[Source data Boundary: Start]

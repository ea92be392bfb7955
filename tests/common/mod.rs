#![allow(dead_code)]

use pellet_chase::config::GameConfig;
use pellet_chase::entity::ghost::Archetype;
use pellet_chase::events::{GameEvent, TickOutcome};
use pellet_chase::game::Game;
use pellet_chase::map::levels::LayoutLevels;

/// Twenty cells wide, with an open tunnel on row 3 and the player spawning in column 0.
pub const TUNNEL: &[&str] = &[
    "####################",
    "#1................2#",
    "#.################.#",
    "X.................. ",
    "#.################.#",
    "#3................4#",
    "####################",
];

/// A power pellet just left of the player spawn, with the adversaries behind a wall.
pub const POWER: &[&str] = &[
    "###########",
    "#.........#",
    "#.#######.#",
    "#...oX....#",
    "#.#######.#",
    "#..1234...#",
    "###########",
];

/// A single pellet, one cell right of the spawn.
pub const ONE_PELLET: &[&str] = &[
    "#########",
    "#X.    1#",
    "#  234  #",
    "#########",
];

/// A seeded configuration without random pickups, so tests see only what they set up.
pub fn config() -> GameConfig {
    GameConfig {
        power_ups: false,
        ..GameConfig::seeded(7)
    }
}

pub fn game_on(layout: &[&str]) -> Game {
    Game::with_levels(config(), LayoutLevels::single(layout)).unwrap()
}

pub fn running(layout: &[&str]) -> Game {
    let mut game = game_on(layout);
    game.start().unwrap();
    game.drain_events().for_each(drop);
    game
}

/// Stops every adversary in place until the next level starts.
pub fn freeze_ghosts(game: &mut Game) {
    for archetype in Archetype::ALL {
        game.set_ghost_speed(archetype, 0.0);
    }
}

/// Ticks `n` times and merges the outcomes.
pub fn tick_n(game: &mut Game, n: usize) -> TickOutcome {
    (0..n).fold(TickOutcome::empty(), |acc, _| acc | game.tick())
}

pub fn drain(game: &mut Game) -> Vec<GameEvent> {
    game.drain_events().collect()
}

[Source data Boundary: End]

* Task prompt
Transcription of the listing must be exact and complete.

* The answer
repository ea92be392bfb7955
filename tests/common/mod.rs
#![allow(dead_code)]

use pellet_chase::config::GameConfig;
use pellet_chase::entity::ghost::Archetype;
use pellet_chase::events::{GameEvent, TickOutcome};
use pellet_chase::game::Game;
use pellet_chase::map::levels::LayoutLevels;

/// Twenty cells wide, with an open tunnel on row 3 and the player spawning in column 0.
pub const TUNNEL: &[&str] = &[
    "####################",
    "#1................2#",
    "#.################.#",
    "X.................. ",
    "#.################.#",
    "#3................4#",
    "####################",
];

/// A power pellet just left of the player spawn, with the adversaries behind a wall.
pub const POWER: &[&str] = &[
    "###########",
    "#.........#",
    "#.#######.#",
    "#...oX....#",
    "#.#######.#",
    "#..1234...#",
    "###########",
];

/// A single pellet, one cell right of the spawn.
pub const ONE_PELLET: &[&str] = &[
    "#########",
    "#X.    1#",
    "#  234  #",
    "#########",
];

/// A seeded configuration without random pickups, so tests see only what they set up.
pub fn config() -> GameConfig {
    GameConfig {
        power_ups: false,
        ..GameConfig::seeded(7)
    }
}

pub fn game_on(layout: &[&str]) -> Game {
    Game::with_levels(config(), LayoutLevels::single(layout)).unwrap()
}

pub fn running(layout: &[&str]) -> Game {
    let mut game = game_on(layout);
    game.start().unwrap();
    game.drain_events().for_each(drop);
    game
}

/// Stops every adversary in place until the next level starts.
pub fn freeze_ghosts(game: &mut Game) {
    for archetype in Archetype::ALL {
        game.set_ghost_speed(archetype, 0.0);
    }
}

/// Ticks `n` times and merges the outcomes.
pub fn tick_n(game: &mut Game, n: usize) -> TickOutcome {
    (0..n).fold(TickOutcome::empty(), |acc, _| acc | game.tick())
}

pub fn drain(game: &mut Game) -> Vec<GameEvent> {
    game.drain_events().collect()
}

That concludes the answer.